For people interested practically in blockchain and crypto:

  • Polymarket uses blockchain-based settlement systems (e.g. USDC, smart contracts), which allow pseudonymous participation globally (outside U.S. regulated regions). But its U.S. re-entry strategy involves acquiring regulated entities, so there is a hybrid model: blockchain for global and non-U.S. parts, regulated infrastructure for U.S. operations.
  • Prediction markets are one of the more direct crypto/blockchain use-cases combining finance, data, and decentralized information aggregation. They can function as “signals markets” potentially useful for forecasting—not just in politics, but also markets, climate, policy, business trends.
  • The need for compliance (KYC, AML, licensing) is strong in regulated jurisdictions. So while blockchain allows “permissionless” or decentralized design, to scale and monetize legally (especially in the U.S.), compliance plus hybrid models (part blockchain, part regulated entity) seem necessary.

Risks and Uncertainties

  • Regulatory risk remains high. State laws may differ (licensing, gambling laws); court cases may change what is allowed. For Kalshi especially, state lawsuits are already underway.
  • Consumer protection / ethical concerns: issues around whether people understand risks, whether contracts are being used responsibly, whether there are addiction risks (gambling-style).
  • Volume fluctuations show that investor interest alone doesn’t guarantee sustained use. If volumes stay low or decline, monetization may lag.
  • Competition: As more players enter (traditional financial firms, exchanges), differentiation will matter (e.g. trust, legality, UX, regulatory clarity).

Graph / Figure Suggestion

This graph would show Polymarket’s valuation rising from ~US$1B in June → seeking US$9-10B by September, while its monthly volume dropped to ~US$1B in August; similarly, Kalshi’s valuation rising from ~US$2B → ~US$5B, but its volume falling to ~US$875M in August.

Conclusion

Polymarket and Kalshi are emblematic of a new frontier in the intersection of blockchain, finance, prediction, and regulatory policy. For those looking for opportunities in crypto or alternative revenue sources, prediction markets are becoming very interesting: they combine financial incentives, data forecasting, and crowd psychology. The biggest unlocked value seems to lie in U.S. regulatory permission—once platforms have cleared that hurdle, they may scale dramatically.

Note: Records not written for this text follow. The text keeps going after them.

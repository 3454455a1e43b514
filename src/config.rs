//! Configuration Module
//!
//! Handles loading server and cache configuration from environment variables.

use std::env;
use std::str::FromStr;
use std::time::Duration;

use tracing::warn;

// == Cache Backend ==
/// Which cache backend the binary wires behind the product cache.
#[derive(Debug, Clone, Copy, PartialEq, Eq)]
pub enum CacheBackend {
    /// Remote Redis-compatible store
    Redis,
    /// In-process store with TTL and LRU eviction
    Memory,
    /// Every read misses, every write is dropped
    None,
}

impl FromStr for CacheBackend {
    type Err = String;

    fn from_str(value: &str) -> Result<Self, Self::Err> {
        match value.trim().to_lowercase().as_str() {
            "redis" => Ok(Self::Redis),
            "memory" | "in-memory" => Ok(Self::Memory),
            "none" | "noop" | "off" => Ok(Self::None),
            _ => Err(format!("Unknown cache backend: {value}")),
        }
    }
}

// == Cache Settings ==
/// Policy knobs consumed by `ProductCache`.
#[derive(Debug, Clone)]
pub struct CacheSettings {
    /// Master switch; when false every call goes straight to the inner store
    pub enabled: bool,
    /// Expiry applied to every entry the cache writes
    pub default_ttl: Duration,
    /// Namespace prepended to every stored key
    pub key_prefix: Option<String>,
}

impl Default for CacheSettings {
    fn default() -> Self {
        Self {
            enabled: true,
            default_ttl: Duration::from_secs(300),
            key_prefix: None,
        }
    }
}

// == Config ==
/// Server configuration parameters.
///
/// All values can be configured via environment variables with sensible defaults.
#[derive(Debug, Clone)]
pub struct Config {
    /// Whether the product cache is active
    pub cache_enabled: bool,
    /// Default TTL in seconds for cached products and pages
    pub default_ttl: u64,
    /// Optional key namespace shared by every generated key
    pub key_prefix: Option<String>,
    /// Backend selected at startup
    pub cache_backend: CacheBackend,
    /// Redis connection URL
    pub redis_url: String,
    /// Upper bound for a single Redis command, in milliseconds
    pub redis_timeout_ms: u64,
    /// Maximum number of entries the in-memory backend can hold
    pub max_entries: usize,
    /// HTTP server port
    pub server_port: u16,
    /// In-memory backend cleanup interval in seconds
    pub cleanup_interval: u64,
}

impl Config {
    /// Creates a new Config by loading values from environment variables.
    ///
    /// # Environment Variables
    /// - `CACHE_ENABLED` - Master cache switch, true/false, 1/0, yes/no or on/off (default: true)
    /// - `CACHE_DEFAULT_TTL` - Entry TTL in seconds (default: 300)
    /// - `CACHE_KEY_PREFIX` - Key namespace (default: none)
    /// - `CACHE_BACKEND` - `redis`, `memory` or `none` (default: memory)
    /// - `REDIS_URL` - Redis URL (default: redis://127.0.0.1:6379)
    /// - `REDIS_OPERATION_TIMEOUT_MS` - Per-command timeout (default: 500)
    /// - `MAX_ENTRIES` - In-memory backend capacity (default: 10000)
    /// - `SERVER_PORT` - HTTP server port (default: 3000)
    /// - `CLEANUP_INTERVAL` - In-memory sweep frequency in seconds (default: 1)
    pub fn from_env() -> Self {
        let defaults = Self::default();

        Self {
            cache_enabled: parse_flag("CACHE_ENABLED").unwrap_or(defaults.cache_enabled),
            default_ttl: parse_var("CACHE_DEFAULT_TTL").unwrap_or(defaults.default_ttl),
            key_prefix: env::var("CACHE_KEY_PREFIX")
                .ok()
                .filter(|prefix| !prefix.trim().is_empty()),
            cache_backend: parse_var("CACHE_BACKEND").unwrap_or(defaults.cache_backend),
            redis_url: env::var("REDIS_URL").unwrap_or(defaults.redis_url),
            redis_timeout_ms: parse_var("REDIS_OPERATION_TIMEOUT_MS")
                .unwrap_or(defaults.redis_timeout_ms),
            max_entries: parse_var("MAX_ENTRIES").unwrap_or(defaults.max_entries),
            server_port: parse_var("SERVER_PORT").unwrap_or(defaults.server_port),
            cleanup_interval: parse_var("CLEANUP_INTERVAL").unwrap_or(defaults.cleanup_interval),
        }
    }

    /// Cache policy derived from this configuration.
    pub fn cache_settings(&self) -> CacheSettings {
        CacheSettings {
            enabled: self.cache_enabled,
            default_ttl: Duration::from_secs(self.default_ttl),
            key_prefix: self.key_prefix.clone(),
        }
    }

    /// Redis per-command timeout as a Duration.
    pub fn redis_timeout(&self) -> Duration {
        Duration::from_millis(self.redis_timeout_ms)
    }
}

impl Default for Config {
    fn default() -> Self {
        Self {
            cache_enabled: true,
            default_ttl: 300,
            key_prefix: None,
            cache_backend: CacheBackend::Memory,
            redis_url: "redis://127.0.0.1:6379".to_string(),
            redis_timeout_ms: 500,
            max_entries: 10_000,
            server_port: 3000,
            cleanup_interval: 1,
        }
    }
}

fn parse_var<T: FromStr>(name: &str) -> Option<T> {
    let raw = env::var(name).ok()?;
    let parsed = raw.trim().parse().ok();
    if parsed.is_none() {
        warn!(name, value = %raw, "Ignoring unparseable environment variable, using default");
    }
    parsed
}

fn parse_flag(name: &str) -> Option<bool> {
    let raw = env::var(name).ok()?;
    let parsed = flag_value(&raw);
    if parsed.is_none() {
        warn!(name, value = %raw, "Ignoring unrecognized switch value, using default");
    }
    parsed
}

/// Reads common on/off spellings, case-insensitively.
fn flag_value(raw: &str) -> Option<bool> {
    match raw.trim().to_ascii_lowercase().as_str() {
        "true" | "1" | "yes" | "on" => Some(true),
        "false" | "0" | "no" | "off" => Some(false),
        _ => None,
    }
}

However, the path forward is not certainty. Legal, regulatory, ethical, and competitive risks are real. For investors, developers, or users, the advice would be:

  1. Watch carefully how Polymarket rolls out its U.S. operations: which contracts are allowed, how compliance is managed, what fees and UX look like.
  2. For blockchain applications, building tools or layers that help with regulation (e.g. compliance, identity, responsible usage) may offer product or service opportunities.
  3. Be cautious about valuation hype: while investor terms suggest high valuations, sustaining them depends on both growth in volume and stable regulatory environment.
  4. Keep an eye on state-level legal actions (for Kalshi and others), as U.S. is a patchwork of laws in gambling, derivatives, and fintech regulation.

For those searching for new crypto assets or projects: prediction market platforms or tokens connected to them (if any) might be interesting, but only if legal risk is well managed, transparency is high, and there is a path to monetization.